On Monday, the United Nations announced an agreement whereby Israeli officials could view videotapes and bloodstained articles related to the abduction of three Israeli soldiers last October near the Israeli-Lebanese border. Israel says the materials could help in its investigation.
One videotape, taken a day after the incident, shows Hezbollah militants demanding that U.N. peacekeepers give up the two vehicles believed used in the abductions. U.N. officials said Israeli officials could view an edited version of the tape with the faces of Hezbollah members obscured.
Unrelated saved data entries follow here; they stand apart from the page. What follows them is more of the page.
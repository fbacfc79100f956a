//! Run configuration: built-in defaults, overridden by a TOML file,
//! overridden by command line flags (applied by the binary).

use std::path::{Path, PathBuf};

use anyhow::{anyhow, Context, Result};
use serde::{Deserialize, Serialize};

pub const LOCAL_CONFIG_FILE: &str = "dlstats.toml";

#[derive(Debug, Clone, PartialEq, Serialize, Deserialize)]
#[serde(default)]
pub struct Config {
    /// Galaxy role whose downloads are tracked.
    pub role: String,
    /// Program used to query Galaxy.
    pub galaxy_command: String,
    /// Series store.
    pub data_file: PathBuf,
    /// Where charts and the status page are written.
    pub output_dir: PathBuf,
    /// Length of the daily chart window, ending today.
    pub window_days: u32,
    pub page_title: String,
    /// Page description. Derived from `window_days` when unset.
    pub description: Option<String>,
}

impl Default for Config {
    fn default() -> Self {
        Self {
            role: "marcinpraczko.goss-install".to_string(),
            galaxy_command: "ansible-galaxy".to_string(),
            data_file: PathBuf::from("data/download_counts.json"),
            output_dir: PathBuf::from("docs"),
            window_days: 30,
            page_title: "Download Statistics".to_string(),
            description: None,
        }
    }
}

impl Config {
    /// `<config dir>/dlstats/config.toml`, if the platform has a config dir.
    pub fn global_config_path() -> Option<PathBuf> {
        dirs::config_dir().map(|dir| dir.join("dlstats").join("config.toml"))
    }

    pub fn from_file(path: &Path) -> Result<Self> {
        let content = std::fs::read_to_string(path)
            .with_context(|| format!("Failed to read config file: {}", path.display()))?;
        let config: Config = toml::from_str(&content)
            .with_context(|| format!("Failed to parse config file: {}", path.display()))?;
        config.validate()?;
        Ok(config)
    }

    /// An explicit path must exist. Otherwise `./dlstats.toml`, then the
    /// global config file, then the defaults.
    pub fn load(explicit: Option<&Path>) -> Result<Self> {
        if let Some(path) = explicit {
            return Self::from_file(path);
        }

        let local = PathBuf::from(LOCAL_CONFIG_FILE);
        if local.exists() {
            return Self::from_file(&local);
        }
        if let Some(global) = Self::global_config_path().filter(|p| p.exists()) {
            return Self::from_file(&global);
        }
        Ok(Self::default())
    }

    pub fn validate(&self) -> Result<()> {
        if self.role.trim().is_empty() {
            return Err(anyhow!("`role` must not be empty"));
        }
        if self.galaxy_command.trim().is_empty() {
            return Err(anyhow!("`galaxy_command` must not be empty"));
        }
        if self.window_days == 0 {
            return Err(anyhow!("`window_days` must be at least 1"));
        }
        Ok(())
    }

    pub fn description(&self) -> String {
        self.description
            .clone()
            .unwrap_or_else(|| format!("Download Counts for the Last {} Days", self.window_days))
    }
}
pub mod file;
pub mod traits;

// Re-export
pub use file::FileSeriesRepository;
pub use traits::{LoadedSeries, SeriesRepository};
The United Nations said it does not want to be put in the position of providing intelligence information to Israel.
It seemed that the arrangement was agreeable to Israel but, after meeting with U.N. officials, Israeli ambassador Yehuda Lancry told reporters his government must clarify the rules governing the viewing of the tapes and examination of the physical articles. "The question is whether we can watch these videotapes and see the items a number of times or if it will be a one-time event," Mr. Lancry said. "So we would like to have the possibility to expose these videotapes and the items to other Israeli professionals."
U.N. spokesman Fred Eckhard says U.N. officials are now considering the Israeli request, however he refused to get into the specifics of the conditions originally proposed for the viewing of the videos and physical items. He indicated the United Nations is trying to accommodate humanitarian concerns without appearing to provide intelligence information.